Gerry Adams was granted a US visa in 1994. Picture by Brian Lawless, Press Association
Éamon Phoenix

GERRY Adams should not be 'rewarded' with a US visa before he publicly renounced violence, the British Ambassador to Washington claimed, according to declassified files.

US president Bill Clinton's decision to grant a visa to the Sinn Féin leader in 1994 - months before the IRA ceasefire - led to strained relationships between his administration and the British government.

The row began when the US's National Committee on American Foreign Policy invited Mr Adams, as well as SDLP leader John Hume and DUP leader Ian Paisley, to a conference in New York.

In a note to Secretary of State Sir Patrick Mayhew, senior Stormont official David Fell said Mr Adams had publicly stated he was seeking a US visa to attend the conference.

Mr Fell said the US Consul-General in Belfast, Val Martinez, told him the US administration was "divided" on whether to grant the request and if it was "sensible to try and give Adams help in selling the (1993 Downing Street) Declaration to the 'hard men in the Provisional IRA'".

On January 15, the British Ambassador to Washington, Sir Robin Renwick, told the Northern Ireland Office that four US senators - Ted Kennedy, Daniel Moynihan, John Kerry and Christopher Dodd - had written to President Clinton to push for the visa to be granted.

The note said the senators were "now hearing that there was a split within the IRA and that obtaining a visa to visit the USA might help Adams win support for his moderate position".

Sir Robin told the NIO that he had made it clear to Senator Kennedy's staff that Mr Adams could only join the political process if the IRA renounced violence.

He said he had told them "it was wrong in principle and wrong tactically to reward Adams before he had taken that step" and that by granting the visa republicans "would only be encouraged to prevaricate while the killing continued".

In a further note to London, Sir Robin said the US State Department, FBI and Justice Department were opposed to granting the visa but the White House may be influenced by the four senators and that fact that Taoiseach Albert Reynolds "was raising no objection".

Prime Minister John Major's private secretary, Roderic Lyne, later told Sir Robin he informed US national security adviser Tony Lake's secretary "that private indications suggested strongly that the Provisionals had decided not to accept the Joint Declaration as it stood and were deliberately stringing us and the Irish government along in the hope of obtaining concessions – hence their call for 'clarification'".
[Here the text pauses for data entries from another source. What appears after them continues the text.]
//! Tabular values.
//!
//! A [`DataTable`] encodes as an array of row objects keyed by column name,
//! and a [`DataSet`] as an object of tables keyed by table name.

use og_reflect::derive::Reflect;
use og_reflect::{Reflect, Value};

// -----------------------------------------------------------------------------
// DataTable

/// Named columns over rows of loosely typed cells.
///
/// ```
/// use og_json::{DataTable, JsonSerializer};
/// use og_reflect::Value;
///
/// let mut table = DataTable::new("people", ["name", "age"]);
/// table.push_row([Value::new(String::from("Ada")), Value::new(36_i64)]);
/// table.push_row([Value::new(String::from("Alan"))]);
///
/// let json = JsonSerializer::default().serialize(&table).unwrap();
/// assert_eq!(json, r#"[{"name":"Ada","age":36},{"name":"Alan","age":null}]"#);
/// ```
#[derive(Reflect, Clone, Default)]
#[reflect(opaque, clone, type_path = "og_json::DataTable")]
pub struct DataTable {
    name: String,
    columns: Vec<String>,
    rows: Vec<Vec<Value>>,
}

impl DataTable {
    pub fn new<I, S>(name: impl Into<String>, columns: I) -> Self
    where
        I: IntoIterator<Item = S>,
        S: Into<String>,
    {
        Self {
            name: name.into(),
            columns: columns.into_iter().map(Into::into).collect(),
            rows: Vec::new(),
        }
    }

    #[inline]
    pub fn name(&self) -> &str {
        &self.name
    }

    #[inline]
    pub fn columns(&self) -> &[String] {
        &self.columns
    }

    /// Appends a column; existing rows get an empty cell.
    pub fn push_column(&mut self, name: impl Into<String>) -> usize {
        self.columns.push(name.into());
        for row in &mut self.rows {
            row.push(Value::empty());
        }
        self.columns.len() - 1
    }

    #[inline]
    pub fn column_index(&self, name: &str) -> Option<usize> {
        self.columns.iter().position(|column| column == name)
    }

    /// Appends a row, padded with empty cells or truncated to the columns.
    pub fn push_row(&mut self, cells: impl IntoIterator<Item = Value>) {
        let mut row: Vec<Value> = cells.into_iter().take(self.columns.len()).collect();
        row.resize_with(self.columns.len(), Value::empty);
        self.rows.push(row);
    }

    #[inline]
    pub fn rows(&self) -> &[Vec<Value>] {
        &self.rows
    }

    /// The cell at `row` in the named column, if it holds a value.
    pub fn get(&self, row: usize, column: &str) -> Option<&dyn Reflect> {
        let column = self.column_index(column)?;
        self.rows.get(row)?.get(column)?.get()
    }

    #[inline]
    pub fn len(&self) -> usize {
        self.rows.len()
    }

    #[inline]
    pub fn is_empty(&self) -> bool {
        self.rows.is_empty()
    }
}

// -----------------------------------------------------------------------------
// DataSet

/// An ordered collection of named tables.
#[derive(Reflect, Clone, Default)]
#[reflect(opaque, clone, type_path = "og_json::DataSet")]
pub struct DataSet {
    tables: Vec<DataTable>,
}

impl DataSet {
    #[inline]
    pub fn new() -> Self {
        Self::default()
    }

    /// Adds a table, replacing the one of the same name.
    pub fn push(&mut self, table: DataTable) {
        match self.tables.iter_mut().find(|t| t.name == table.name) {
            Some(slot) => *slot = table,
            None => self.tables.push(table),
        }
    }

    pub fn get(&self, name: &str) -> Option<&DataTable> {
        self.tables.iter().find(|table| table.name == name)
    }

    #[inline]
    pub fn tables(&self) -> &[DataTable] {
        &self.tables
    }

    #[inline]
    pub fn len(&self) -> usize {
        self.tables.len()
    }

    #[inline]
    pub fn is_empty(&self) -> bool {
        self.tables.is_empty()
    }
}

// -----------------------------------------------------------------------------
// Tests

#[cfg(test)]
mod tests {
    use og_reflect::Value;

    use super::{DataSet, DataTable};

    #[test]
    fn rows_follow_columns() {
        let mut table = DataTable::new("t", ["a", "b"]);
        table.push_row([Value::new(1_i64), Value::new(2_i64), Value::new(3_i64)]);
        table.push_row([]);
        assert_eq!(table.rows()[0].len(), 2);
        assert!(table.rows()[1].iter().all(Value::is_empty));
        assert_eq!(table.get(0, "b").unwrap().downcast_ref::<i64>(), Some(&2));
        assert!(table.get(1, "a").is_none());

        table.push_column("c");
        assert_eq!(table.column_index("c"), Some(2));
        assert!(table.rows()[0][2].is_empty());
    }

    #[test]
    fn set_replaces_by_name() {
        let mut set = DataSet::new();
        set.push(DataTable::new("t", ["a"]));
        set.push(DataTable::new("t", ["b"]));
        assert_eq!(set.len(), 1);
        assert_eq!(set.get("t").unwrap().columns(), ["b"]);
    }
}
"I added that Sinn Féin was likely to increase the level of violence," Mr Lyne said. "It would surely be embarrassing for the Americans if they let Adams in, only to find IRA violence was increasing."

On January 22, Mr Lake told Mr Lyne a visa would be granted if Mr Adams stated publicly that he "personally renounced violence and urged all parties to the conflict to do so" and if Sinn Féin and the IRA were prepared to take part in serious peace talks.

Mr Lyne told a senior NIO official that Mr Adams "would have no difficulty in putting his hand on his heart and declaring that he was a man of peace" and said he feared the British government was losing the PR battle.

Sir Patrick met the US Ambassador to Britain, Ray Seitz, in London on January 25 to lodge his objection to the visa.

However, that final intervention failed and the visa was granted on January 28.